Tuesday, October 3, 2017

Concertmaster Series Sets Sail Again

The KSO's Concertmaster & Friends series has experienced a sea change, with a new captain at the helm.  Concertmaster William Shaub brings more youth and vigor to a series that was already pretty youthful and vigorous.  The series has always been a forum which combined virtuoso violin repertoire and staples of chamber music literature, and that will continue under Will's leadership.  The opening installments of the 2017-18 campaign will be this Wednesday and Thursday at 7:00, at the Knoxville Museum of Art.  The program will consist of works by Sarasate, Franck and Beethoven.

Pablo Sarasate was a Spanish violin prodigy from the later 19th century whose considerable technical prowess and pure tone were complemented by a distinctly Spanish compositional style which motivated his contemporaries throughout Europe.  He was the first to translate Spanish melody, rhythm and soul into violin-ese, inspiring the composition of Saint-Saëns' Introduction and Rondo capriccioso and Lalo's Symphonie espagnole.  Will and pianist Kevin Class will perform Sarasate's Romanza Andaluza, from the “Spanish Dances” to open the program.

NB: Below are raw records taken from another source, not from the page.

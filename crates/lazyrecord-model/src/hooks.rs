//! Per-schema lifecycle hooks and permission checks.

use std::any::Any;
use std::sync::Arc;

use lazyrecord_core::{Right, ValueMap};

/// The acting user, handed to [`ModelHooks::current_user_can`] untouched.
///
/// Hooks downcast it to their own user type:
///
/// ```
/// use std::sync::Arc;
/// use lazyrecord_model::CurrentUser;
///
/// struct Staff { admin: bool }
///
/// let user: CurrentUser = Arc::new(Staff { admin: true });
/// assert!(user.downcast_ref::<Staff>().is_some_and(|s| s.admin));
/// ```
pub type CurrentUser = Arc<dyn Any + Send + Sync>;

/// Hooks run around the lifecycle operations of one schema.
///
/// Every method has a permissive default, so an implementation only overrides what
/// it needs. `before_*` hooks may rewrite the argument set; `after_*` hooks see the
/// arguments as they were before column filtering.
pub trait ModelHooks: Send + Sync {
    /// Whether `user` may perform `right` with `args`. Checked before any SQL is built.
    fn current_user_can(&self, user: Option<&CurrentUser>, right: Right, args: &ValueMap) -> bool {
        let _ = (user, right, args);
        true
    }

    fn before_create(&self, args: ValueMap) -> ValueMap {
        args
    }

    fn after_create(&self, args: &ValueMap) {
        let _ = args;
    }

    fn before_update(&self, args: ValueMap) -> ValueMap {
        args
    }

    fn after_update(&self, args: &ValueMap) {
        let _ = args;
    }

    /// Receives the record data about to be deleted.
    fn before_delete(&self, data: &ValueMap) {
        let _ = data;
    }

    fn after_delete(&self, data: &ValueMap) {
        let _ = data;
    }
}

/// Allows everything and leaves arguments alone.
#[derive(Debug, Clone, Copy, Default)]
pub struct DefaultHooks;

impl ModelHooks for DefaultHooks {}

#[cfg(test)]
mod tests {
    use super::*;
    use lazyrecord_core::{Value, value_map};

    struct Stamp;

    impl ModelHooks for Stamp {
        fn before_create(&self, mut args: ValueMap) -> ValueMap {
            args.insert("source".to_string(), Value::from("import"));
            args
        }
    }

    #[test]
    fn test_defaults_allow_and_pass_through() {
        let hooks = DefaultHooks;
        let args = value_map! { "title" => "Dune" };
        assert!(hooks.current_user_can(None, Right::Delete, &args));
        assert_eq!(hooks.before_update(args.clone()), args);
    }

    #[test]
    fn test_before_create_can_rewrite() {
        let args = Stamp.before_create(value_map! { "title" => "Dune" });
        assert_eq!(args.get("source"), Some(&Value::from("import")));
    }
}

The first half centerpiece will be César Franck's iconic Sonata for Violin and Piano from 1886.  A highly regarded organist, pianist and teacher, Belgian-born Franck's composing output was sparse until this work (and several that followed) put him on the map in a big way.  The four-movement Sonata was presented to the titanic Belgian violin virtuoso Eugène Ysaÿe as a wedding gift in September of 1886, and was performed at the wedding with a guest, Léontine Bordes-Pène playing the piano part.  The first public performance took place in a Brussels museum on December 16th of that year.  Somehow the concert ran long, and despite an official ban on artificial light at the museum, the two performers played the final three movements from memory in the dark.  Will and Kevin will have no such predicament, I assure you.

The concluding work will be Beethoven's Quartet in C Minor, Op. 18, No. 4.  It's the only minor-key quartet in the Op. 18 folio of 6 quartets, which were commissioned by Prince Joseph Franz Maximilian Lobkowitz (not to be confused with Lefkowitz!) of Bohemia.  Three of its movements are of an excitable, stormy nature, with only the Andante scherzoso quasi Allegretto standing out with a quirky charm for comic relief.